Being in the flat country, we all know the call of the potato. The final goal is to simply eat potatoes. This action, at first glance harmless, is not so simple! You must first choose the variety of potatoes: Bintje, Ratte, Charlotte, Belle de Fontenay,… This choice is linked to the use you wish to make of your potato: French fries, fried potato, chips, cold salad, … For bioavailability, nothing much different. There are many brands to choose from, but your final decision depends on what you are looking for: a “smoke and mirrors” type of dietary supplement or an effective product based on science? Behind bioavailability lies, a simple question of effectiveness!
Case of reduced absorption
If the active compounds, such as minerals and vitamins, are not easily absorbed by the body, this means that a large part of the intake will be rejected by the body through the urine. The majority of what is ingested will only pass through the body without any real benefit. This is because the nutrients ingested are not directly usable by the body in this form. In some cases, the body will set up conversion mechanisms to make the nutrients usable, but this takes time and energy, and the result is less. The dietary supplement is not very effective.
Case of optimized absorption
The second possibility is to select for each mineral and vitamin the most bioavailable forms when designing the product. Thus, the nutrients will be directly usable by the body, without the need for additional conversion. The benefits will be more marked on the body because there will be an effective passage in the blood rather than in the urine. The food supplement is effective.
A high content is not necessarily a guarantee of quality
It is important to differentiate between the term “content” and “bioavailability”. The content is the quantity of a nutrient contained in a daily portion (1 tablet, 1 capsule, …). As previously stated, bioavailability is the actual amount that passes into the bloodstream.
If the content is high, but the bioavailability is low, a large amount of the nutrient is ingested, but the majority goes back into the urine. Thus, even if at first glance the quantities indicated on the label seem important, only a small part reaches the body due to low bioavailability: the benefits are low.
On the other hand, if the content is moderate, but this time the bioavailability is high, the majority of what has been ingested will reach the blood. Thus, the difference between the amount indicated on the package and the amount used by your body is very small: the benefits are high.

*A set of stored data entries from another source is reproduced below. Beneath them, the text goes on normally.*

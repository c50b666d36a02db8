use std::fmt::Write;
use std::ops::RangeInclusive;

use chrono::Duration;
use chrono::NaiveDate;
use indicatif::ProgressBar;
use indicatif::ProgressState;
use indicatif::ProgressStyle;
use rand::prelude::*;
use rust_decimal::Decimal;
use tracing::debug;
use tracing::info;
use tracing::warn;

use crate::dataset::Customer;
use crate::dataset::Dataset;
use crate::dataset::DayPass;
use crate::dataset::GroupAges;
use crate::dataset::Item;
use crate::dataset::Member;
use crate::dataset::PassType;
use crate::dataset::Sale;
use crate::dataset::Visit;
use crate::error::GymGenError;
use crate::error::Result;
use crate::names::NameProvider;
use crate::sampler::VisitSampler;

const AGES: RangeInclusive<u32> = 5..=60;
const JOINED_DAYS_AGO: RangeInclusive<i64> = 30..=730;
const MEMBERSHIP_DAYS: RangeInclusive<i64> = 90..=365;
const VISIT_MINUTES: RangeInclusive<u32> = 30..=180;
const PARTY_SIZE: RangeInclusive<usize> = 1..=6;
const PRICE_CENTS: RangeInclusive<i64> = 500..=5000;

pub struct Config {
    pub customers: usize,
    pub members: usize,
    pub visits_per_member: RangeInclusive<u32>,
    pub day_pass_purchases: RangeInclusive<usize>,
    pub sales: RangeInclusive<usize>,
    // "today" of the simulation, memberships and purchases are placed before it
    pub today: NaiveDate,
    pub sampler: VisitSampler,
    pub progress: bool,
}

pub struct Assembler {
    names: NameProvider,
    customers: usize,
    members: usize,
    visits_per_member: RangeInclusive<u32>,
    day_pass_purchases: RangeInclusive<usize>,
    sales: RangeInclusive<usize>,
    today: NaiveDate,
    history_days: i64,
    sampler: VisitSampler,
    progress: bool,
}

#[derive(Debug, Clone, Copy, Default, PartialEq, Eq)]
pub struct Stats {
    pub skipped_visits: usize,
    pub skipped_day_passes: usize,
}

impl Assembler {
    pub fn try_new(cfg: Config) -> Result<Self> {
        if cfg.customers == 0 {
            return Err(GymGenError::InvalidConfig(
                "at least one customer is required".to_string(),
            ));
        }
        if cfg.members > cfg.customers {
            return Err(GymGenError::InvalidConfig(format!(
                "members ({}) can't outnumber customers ({})",
                cfg.members, cfg.customers
            )));
        }
        for (name, empty) in [
            ("visits per member", cfg.visits_per_member.is_empty()),
            ("day pass purchases", cfg.day_pass_purchases.is_empty()),
            ("sales", cfg.sales.is_empty()),
        ] {
            if empty {
                return Err(GymGenError::InvalidConfig(format!("{name} range is empty")));
            }
        }
        let history_days = cfg.sampler.window().len_days();
        if history_days < 1 {
            return Err(GymGenError::InvalidConfig(
                "simulation window must span at least one day".to_string(),
            ));
        }

        Ok(Self {
            names: NameProvider::standard()?,
            customers: cfg.customers,
            members: cfg.members,
            visits_per_member: cfg.visits_per_member,
            day_pass_purchases: cfg.day_pass_purchases,
            sales: cfg.sales,
            today: cfg.today,
            history_days,
            sampler: cfg.sampler,
            progress: cfg.progress,
        })
    }

    pub fn with_names(mut self, names: NameProvider) -> Self {
        self.names = names;
        self
    }

    /// Builds every table. All randomness comes from `rng`, so a seeded rng
    /// reproduces the same dataset.
    pub fn run<R: Rng + ?Sized>(&self, rng: &mut R) -> Result<(Dataset, Stats)> {
        let mut stats = Stats::default();

        info!("generating {} customers...", self.customers);
        let customers = self.customers(rng);
        info!("generating {} members...", self.members);
        let members = self.members(&customers, rng)?;
        info!("generating visits...");
        let visits = self.visits(&members, &mut stats, rng)?;
        info!("generating day passes...");
        let day_passes = self.day_passes(&customers, &members, &mut stats, rng)?;
        info!("generating sales...");
        let sales = self.sales(&customers, rng)?;

        if stats.skipped_visits > 0 {
            warn!("{} visit(s) skipped by the sampler", stats.skipped_visits);
        }
        debug!(
            "{} day pass purchase(s) skipped for active members",
            stats.skipped_day_passes
        );

        Ok((
            Dataset {
                customers,
                members,
                visits,
                day_passes,
                sales,
            },
            stats,
        ))
    }

    fn days_ago(&self, days: i64) -> Result<NaiveDate> {
        self.today
            .checked_sub_signed(Duration::days(days))
            .ok_or_else(|| GymGenError::Internal(format!("{days} day(s) before {}", self.today)))
    }

    fn customers<R: Rng + ?Sized>(&self, rng: &mut R) -> Vec<Customer> {
        (1..=self.customers as u64)
            .map(|customer_id| Customer {
                customer_id,
                name: self.names.sample(rng),
                age: rng.gen_range(AGES),
            })
            .collect()
    }

    // the first customers are the members, member_id == customer_id
    fn members<R: Rng + ?Sized>(&self, customers: &[Customer], rng: &mut R) -> Result<Vec<Member>> {
        let mut members = Vec::with_capacity(self.members);
        for customer in customers.iter().take(self.members) {
            let join_date = self.days_ago(rng.gen_range(JOINED_DAYS_AGO))?;
            let ends_at = join_date
                .checked_add_signed(Duration::days(rng.gen_range(MEMBERSHIP_DAYS)))
                .ok_or_else(|| GymGenError::Internal(format!("membership end after {join_date}")))?;

            members.push(Member {
                member_id: customer.customer_id,
                customer_id: customer.customer_id,
                name: customer.name.clone(),
                age: customer.age,
                join_date,
                is_active: ends_at > self.today,
            });
        }

        Ok(members)
    }

    fn visits<R: Rng + ?Sized>(
        &self,
        members: &[Member],
        stats: &mut Stats,
        rng: &mut R,
    ) -> Result<Vec<Visit>> {
        let pb = self.progress_bar(members.len() as u64)?;
        let mut visits = Vec::new();
        for member in members {
            let count = rng.gen_range(self.visits_per_member.clone());
            for _ in 0..count {
                let ts = match self.sampler.sample(rng) {
                    Ok(ts) => ts,
                    Err(err) if err.is_sampling() => {
                        debug!("member {}: {err}", member.member_id);
                        stats.skipped_visits += 1;
                        continue;
                    }
                    Err(err) => return Err(err),
                };

                visits.push(Visit {
                    visit_id: visits.len() as u64 + 1,
                    member_id: member.member_id,
                    date: ts.date,
                    time: ts.time(),
                    duration: rng.gen_range(VISIT_MINUTES),
                });
            }
            pb.inc(1);
        }
        pb.finish_with_message("done");

        Ok(visits)
    }

    fn day_passes<R: Rng + ?Sized>(
        &self,
        customers: &[Customer],
        members: &[Member],
        stats: &mut Stats,
        rng: &mut R,
    ) -> Result<Vec<DayPass>> {
        let attempts = rng.gen_range(self.day_pass_purchases.clone());
        let mut day_passes = Vec::with_capacity(attempts);
        for _ in 0..attempts {
            let purchaser = self.pick_customer(customers, rng)?;
            // active members climb on their membership
            if self.member_of(purchaser, members).is_some_and(|m| m.is_active) {
                stats.skipped_day_passes += 1;
                continue;
            }

            let party = rng.gen_range(PARTY_SIZE);
            let mut ages = Vec::with_capacity(party);
            ages.push(purchaser.age);
            ages.extend((1..party).map(|_| rng.gen_range(AGES)));

            let date = self.days_ago(rng.gen_range(1..=self.history_days))?;
            let pass_type = *PassType::ALL
                .choose(rng)
                .ok_or_else(|| GymGenError::Internal("no pass types".to_string()))?;

            day_passes.push(DayPass {
                day_pass_id: day_passes.len() as u64 + 1,
                purchaser_id: purchaser.customer_id,
                date,
                pass_type,
                group_ages: GroupAges(ages),
            });
        }

        Ok(day_passes)
    }

    fn sales<R: Rng + ?Sized>(&self, customers: &[Customer], rng: &mut R) -> Result<Vec<Sale>> {
        let count = rng.gen_range(self.sales.clone());
        let mut sales = Vec::with_capacity(count);
        for sale_id in 1..=count as u64 {
            let customer = self.pick_customer(customers, rng)?;
            let member_id = (customer.customer_id <= self.members as u64).then_some(customer.customer_id);
            let date = self.days_ago(rng.gen_range(1..=self.history_days))?;
            let item = *Item::ALL
                .choose(rng)
                .ok_or_else(|| GymGenError::Internal("no items".to_string()))?;

            sales.push(Sale {
                sale_id,
                customer_id: customer.customer_id,
                member_id,
                date,
                item,
                price: Decimal::new(rng.gen_range(PRICE_CENTS), 2),
            });
        }

        Ok(sales)
    }

    fn pick_customer<'a, R: Rng + ?Sized>(
        &self,
        customers: &'a [Customer],
        rng: &mut R,
    ) -> Result<&'a Customer> {
        customers
            .choose(rng)
            .ok_or_else(|| GymGenError::Internal("no customers".to_string()))
    }

    fn member_of<'a>(&self, customer: &Customer, members: &'a [Member]) -> Option<&'a Member> {
        if customer.customer_id == 0 || customer.customer_id > self.members as u64 {
            return None;
        }
        members.get(customer.customer_id as usize - 1)
    }

    fn progress_bar(&self, len: u64) -> Result<ProgressBar> {
        if !self.progress {
            return Ok(ProgressBar::hidden());
        }

        let style = ProgressStyle::with_template(
            "{spinner:.green} [{elapsed_precise}] [{wide_bar:.cyan/blue}] {pos}/{len} members ({eta})",
        )
        .map_err(|err| GymGenError::Internal(err.to_string()))?
        .with_key("eta", |state: &ProgressState, w: &mut dyn Write| {
            let _ = write!(w, "{:.1}s", state.eta().as_secs_f64());
        })
        .progress_chars("#>-");

        Ok(ProgressBar::new(len).with_style(style))
    }
}

#[cfg(test)]
mod tests {
    use chrono::Datelike;
    use chrono::NaiveDate;
    use chrono::Timelike;
    use rand::SeedableRng;
    use rand_chacha::ChaCha8Rng;
    use rust_decimal::Decimal;

    use super::Assembler;
    use super::Config;
    use crate::error::GymGenError;
    use crate::sampler::DailyHourProfile;
    use crate::sampler::SimulationWindow;
    use crate::sampler::VisitSampler;
    use crate::sampler::WeekdayWeightTable;

    fn today() -> NaiveDate {
        NaiveDate::from_ymd_opt(2025, 3, 1).unwrap()
    }

    fn config() -> Config {
        Config {
            customers: 200,
            members: 40,
            visits_per_member: 5..=20,
            day_pass_purchases: 100..=200,
            sales: 50..=100,
            today: today(),
            sampler: VisitSampler::new(
                WeekdayWeightTable::default(),
                DailyHourProfile::climbing_gym(),
                SimulationWindow::ending_at(today(), 730).unwrap(),
            ),
            progress: false,
        }
    }

    #[test]
    fn test_invalid_config() {
        let mut cfg = config();
        cfg.members = 201;
        assert!(matches!(
            Assembler::try_new(cfg),
            Err(GymGenError::InvalidConfig(_))
        ));

        let mut cfg = config();
        cfg.sales = 10..=1;
        assert!(Assembler::try_new(cfg).is_err());

        let mut cfg = config();
        cfg.customers = 0;
        cfg.members = 0;
        assert!(Assembler::try_new(cfg).is_err());
    }

    #[test]
    fn test_tables() {
        let asm = Assembler::try_new(config()).unwrap();
        let mut rng = ChaCha8Rng::seed_from_u64(1);
        let (ds, stats) = asm.run(&mut rng).unwrap();

        assert_eq!(ds.customers.len(), 200);
        assert_eq!(ds.members.len(), 40);
        assert_eq!(stats.skipped_visits, 0);
        assert!(ds.customers.iter().all(|c| (5..=60).contains(&c.age)));

        for (idx, m) in ds.members.iter().enumerate() {
            assert_eq!(m.member_id, idx as u64 + 1);
            assert_eq!(m.customer_id, m.member_id);
            assert_eq!(m.name, ds.customers[idx].name);
            assert!(m.join_date < today());
        }

        assert!(ds.visits.len() >= 40 * 5 && ds.visits.len() <= 40 * 20);
        let profile = DailyHourProfile::climbing_gym();
        for (idx, v) in ds.visits.iter().enumerate() {
            assert_eq!(v.visit_id, idx as u64 + 1);
            assert!(v.member_id >= 1 && v.member_id <= 40);
            assert!(v.date < today());
            assert!((30..=180).contains(&v.duration));
            let bands = profile.bands(v.date.weekday()).unwrap();
            assert!(bands.iter().any(|b| b.contains(v.time.hour())));
        }

        assert!(ds.day_passes.len() + stats.skipped_day_passes >= 100);
        for (idx, dp) in ds.day_passes.iter().enumerate() {
            assert_eq!(dp.day_pass_id, idx as u64 + 1);
            let purchaser = &ds.customers[dp.purchaser_id as usize - 1];
            assert_eq!(dp.group_ages.0[0], purchaser.age);
            assert!((1..=6).contains(&dp.group_ages.0.len()));
            if dp.purchaser_id <= 40 {
                assert!(!ds.members[dp.purchaser_id as usize - 1].is_active);
            }
        }

        assert!((50..=100).contains(&ds.sales.len()));
        for s in &ds.sales {
            match s.member_id {
                Some(member_id) => {
                    assert_eq!(member_id, s.customer_id);
                    assert!(member_id <= 40);
                }
                None => assert!(s.customer_id > 40),
            }
            assert!(s.price >= Decimal::new(500, 2) && s.price <= Decimal::new(5000, 2));
            assert_eq!(s.price.scale(), 2);
        }
    }

    #[test]
    fn test_same_seed_same_dataset() {
        let asm = Assembler::try_new(config()).unwrap();
        let (a, _) = asm.run(&mut ChaCha8Rng::seed_from_u64(5)).unwrap();
        let (b, _) = asm.run(&mut ChaCha8Rng::seed_from_u64(5)).unwrap();
        let (c, _) = asm.run(&mut ChaCha8Rng::seed_from_u64(6)).unwrap();
        assert_eq!(a, b);
        assert_ne!(a, c);
    }

    #[test]
    fn test_narrow_window_skips_visits() {
        let mut cfg = config();
        // Monday and Tuesday only, the default calendar picks other days most of the time
        let start = NaiveDate::from_ymd_opt(2024, 1, 1).unwrap();
        let end = NaiveDate::from_ymd_opt(2024, 1, 3).unwrap();
        cfg.sampler = VisitSampler::new(
            WeekdayWeightTable::default(),
            DailyHourProfile::climbing_gym(),
            SimulationWindow::try_new(start, end).unwrap(),
        )
        .with_max_date_retries(20);
        let asm = Assembler::try_new(cfg).unwrap();
        let (ds, stats) = asm.run(&mut ChaCha8Rng::seed_from_u64(2)).unwrap();

        assert!(stats.skipped_visits > 0);
        assert!(ds
            .visits
            .iter()
            .all(|v| v.date >= start && v.date < end));
        for (idx, v) in ds.visits.iter().enumerate() {
            assert_eq!(v.visit_id, idx as u64 + 1);
        }
    }
}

Bioavailability is a term that at first glance may seem very complicated. However, it is nothing more or less than an indicator of the effectiveness and quality of a dietary supplement. Nutrients with a low bioavailability will be mostly eliminated through urine. For the food supplement to have a real effect on the body, it is necessary to opt for forms of minerals and vitamins with a high bioavailability: thus, these nutrients will be able to reach the blood and their benefits will be real on the body.